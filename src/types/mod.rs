// Public modules
pub mod chat_completion_chunk;
pub mod chat_completion_request;
pub mod finish_reason;
pub mod message;
pub mod model;
pub mod temperature;
pub mod usage;

// Re-exports
pub use chat_completion_chunk::{ChatCompletionChunk, ChunkChoice, ChunkDelta, GroqExtension};
pub use chat_completion_request::ChatCompletionRequest;
pub use finish_reason::FinishReason;
pub use message::{Message, MessageRole};
pub use model::Model;
pub use temperature::Temperature;
pub use usage::Usage;
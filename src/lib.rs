// Public modules
pub mod adapter;
pub mod chat;
pub mod client;
pub mod client_logger;
pub mod error;
pub mod observability;
pub mod render;
pub mod sse;
pub mod stream;
pub mod types;

// Re-exports
pub use adapter::{ChatModel, ClientProvider, CompletionAdapter};
pub use chat::{ChatSession, ConversationHistory, DEFAULT_SYSTEM_PROMPT, SessionState};
pub use client::{ChunkStream, Completions, Groq};
pub use client_logger::ClientLogger;
pub use error::{Error, ErrorKind, Result};
pub use observability::register_biometrics;
pub use render::{PlainTextRenderer, Renderer, render_transcript};
pub use stream::{Reply, TextStream};
pub use types::*;
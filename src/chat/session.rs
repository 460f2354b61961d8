//! Core chat session management.
//!
//! This module provides the `ChatSession` struct which owns the session state and runs
//! one streamed exchange at a time against the completion backend.

use std::path::{Path, PathBuf};
use std::pin::pin;
use std::time::Duration;

use futures::StreamExt;

use crate::adapter::{ChatModel, ClientProvider, CompletionAdapter};
use crate::chat::export;
use crate::chat::{ConversationHistory, SessionConfig, SessionState, SessionStore};
use crate::client::Completions;
use crate::observability::{
    EXCHANGES_COMPLETED, EXCHANGES_FAILED, EXCHANGES_INTERRUPTED, EXCHANGES_UNCONFIGURED,
};
use crate::render::Renderer;
use crate::stream::Reply;
use crate::types::{Message, Model, Temperature, Usage};
use crate::{Error, Result};

/// A chat session that owns conversation state and drives exchanges.
///
/// History only ever grows by whole exchanges: a prompt and its reply are appended
/// together once the reply has been fully received, and a failed or interrupted exchange
/// leaves history exactly as it was.
pub struct ChatSession<P: ClientProvider = CompletionAdapter> {
    provider: P,
    state: SessionState,
    usage_totals: Usage,
    last_turn_usage: Option<Usage>,
    request_count: u64,
    failed_count: u64,
}

/// Aggregated stats for a chat session.
#[derive(Debug, Clone, PartialEq)]
pub struct SessionStats {
    /// The selected model.
    pub model: Model,
    /// The sampling temperature.
    pub temperature: Temperature,
    /// The persona sent with each request.
    pub system_prompt: String,
    /// The number of messages in the conversation.
    pub message_count: usize,
    /// Total prompt tokens across all completed exchanges.
    pub total_prompt_tokens: u64,
    /// Total completion tokens across all completed exchanges.
    pub total_completion_tokens: u64,
    /// Total number of requests attempted.
    pub total_requests: u64,
    /// Requests that failed or were interrupted.
    pub failed_requests: u64,
    /// Prompt tokens for the last completed exchange, if reported.
    pub last_turn_prompt_tokens: Option<u64>,
    /// Completion tokens for the last completed exchange, if reported.
    pub last_turn_completion_tokens: Option<u64>,
}

impl<P: ClientProvider> ChatSession<P> {
    /// Starts a session with default settings.
    pub fn new(provider: P) -> Self {
        Self::from_store(provider, SessionStore::new())
    }

    /// Starts a session from `store`, initializing it if nothing has yet.
    pub fn from_store(provider: P, mut store: SessionStore) -> Self {
        store.initialize();
        Self {
            provider,
            state: store.into_state().unwrap_or_default(),
            usage_totals: Usage::default(),
            last_turn_usage: None,
            request_count: 0,
            failed_count: 0,
        }
    }

    /// Sends `prompt` and streams the reply through `renderer`.
    ///
    /// Returns `Ok(None)` without contacting the backend when the prompt is blank, and
    /// `Ok(Some(reply))` once the exchange has been appended to history.
    ///
    /// # Errors
    ///
    /// Returns a configuration error when no client can be bound, [`Error::Abort`] when
    /// the renderer asks to stop, and the transport error otherwise.  History is
    /// unchanged in every error case.
    pub async fn send_streaming(
        &mut self,
        prompt: &str,
        renderer: &mut dyn Renderer,
    ) -> Result<Option<String>> {
        if prompt.trim().is_empty() {
            return Ok(None);
        }
        let outgoing = self
            .state
            .history
            .outgoing(self.state.config.system_prompt(), prompt);
        let model = match self.provider.get_client(&self.state.config) {
            Ok(model) => model,
            Err(err) => {
                EXCHANGES_UNCONFIGURED.click();
                return Err(err);
            }
        };

        self.request_count = self.request_count.saturating_add(1);
        match stream_reply(&model, outgoing, renderer).await {
            Ok(reply) => {
                if let Some(usage) = reply.usage {
                    self.last_turn_usage = Some(usage);
                    self.usage_totals = self.usage_totals + usage;
                }
                self.state.history.push_exchange(prompt, reply.text.clone());
                EXCHANGES_COMPLETED.click();
                Ok(Some(reply.text))
            }
            Err(err) => {
                self.failed_count = self.failed_count.saturating_add(1);
                if err.is_abort() {
                    EXCHANGES_INTERRUPTED.click();
                } else {
                    EXCHANGES_FAILED.click();
                }
                Err(err)
            }
        }
    }

    /// Clears the conversation history.
    pub fn clear(&mut self) {
        self.state.history.clear();
    }

    /// Returns the number of messages in the conversation.
    pub fn message_count(&self) -> usize {
        self.state.history.len()
    }

    /// The conversation so far.
    pub fn history(&self) -> &ConversationHistory {
        &self.state.history
    }

    /// The current settings.
    pub fn config(&self) -> &SessionConfig {
        &self.state.config
    }

    /// Everything the session owns.
    pub fn state(&self) -> &SessionState {
        &self.state
    }

    /// Changes the model used for responses.
    pub fn set_model(&mut self, model: Model) {
        self.state.config.set_model(model);
    }

    /// Returns the current model.
    pub fn model(&self) -> Model {
        self.state.config.model()
    }

    /// Sets the sampling temperature, clamped into range.
    pub fn set_temperature(&mut self, temperature: impl Into<Temperature>) {
        self.state.config.set_temperature(temperature);
    }

    /// Returns the current temperature.
    pub fn temperature(&self) -> Temperature {
        self.state.config.temperature()
    }

    /// Sets the persona, or restores the default one with `None`.
    ///
    /// Stored messages are untouched; the change applies from the next request.
    pub fn set_system_prompt(&mut self, prompt: Option<String>) {
        match prompt {
            Some(prompt) => self.state.config.set_system_prompt(prompt),
            None => self.state.config.reset_system_prompt(),
        }
    }

    /// Returns the current persona.
    pub fn system_prompt(&self) -> &str {
        self.state.config.system_prompt()
    }

    /// Writes the conversation to a dated export file inside `dir`.
    pub fn export_to(&self, dir: &Path) -> Result<PathBuf> {
        export::write_export(&self.state.history, dir)
    }

    /// Replaces the conversation with the export at `path`.
    ///
    /// Returns the number of messages loaded.  On error history is unchanged.
    pub fn import_from(&mut self, path: &Path) -> Result<usize> {
        let history = export::read_import(path)?;
        self.state.history = history;
        Ok(self.state.history.len())
    }

    /// Returns the current session statistics snapshot.
    pub fn stats(&self) -> SessionStats {
        let config = &self.state.config;
        SessionStats {
            model: config.model(),
            temperature: config.temperature(),
            system_prompt: config.system_prompt().to_string(),
            message_count: self.message_count(),
            total_prompt_tokens: self.usage_totals.prompt_tokens,
            total_completion_tokens: self.usage_totals.completion_tokens,
            total_requests: self.request_count,
            failed_requests: self.failed_count,
            last_turn_prompt_tokens: self.last_turn_usage.map(|usage| usage.prompt_tokens),
            last_turn_completion_tokens: self
                .last_turn_usage
                .map(|usage| usage.completion_tokens),
        }
    }
}

/// How often a pending request or fragment checks the renderer's interrupt flag.
const INTERRUPT_POLL: Duration = Duration::from_millis(50);

async fn stream_reply<C: Completions>(
    model: &ChatModel<C>,
    messages: Vec<Message>,
    renderer: &mut dyn Renderer,
) -> Result<Reply> {
    let result = receive_reply(model, messages, renderer).await;
    if matches!(&result, Err(err) if err.is_abort()) {
        renderer.print_interrupted();
    }
    result
}

async fn receive_reply<C: Completions>(
    model: &ChatModel<C>,
    messages: Vec<Message>,
    renderer: &mut dyn Renderer,
) -> Result<Reply> {
    let mut text = interruptible(&*renderer, model.stream(messages)).await??;
    renderer.start_reply();
    while let Some(fragment) = interruptible(&*renderer, text.next()).await? {
        renderer.print_text(&fragment?);
    }
    if renderer.should_interrupt() {
        return Err(interrupted());
    }
    renderer.finish_response();
    Ok(text.into_reply())
}

/// Drives `future` to completion unless the renderer asks to stop first.
async fn interruptible<F: Future>(renderer: &dyn Renderer, future: F) -> Result<F::Output> {
    let mut future = pin!(future);
    let mut poll = tokio::time::interval(INTERRUPT_POLL);
    loop {
        if renderer.should_interrupt() {
            return Err(interrupted());
        }
        tokio::select! {
            biased;
            output = &mut future => return Ok(output),
            _ = poll.tick() => {}
        }
    }
}

fn interrupted() -> Error {
    Error::abort("reply interrupted; nothing was added to history")
}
• • • • • • •
- [WORK TASK] Only lines containing the string "reported" are needed. Pull each of them out of the records above.

- [TASK OUTPUT]
    /// Prompt tokens for the last completed exchange, if reported.
    /// Completion tokens for the last completed exchange, if reported.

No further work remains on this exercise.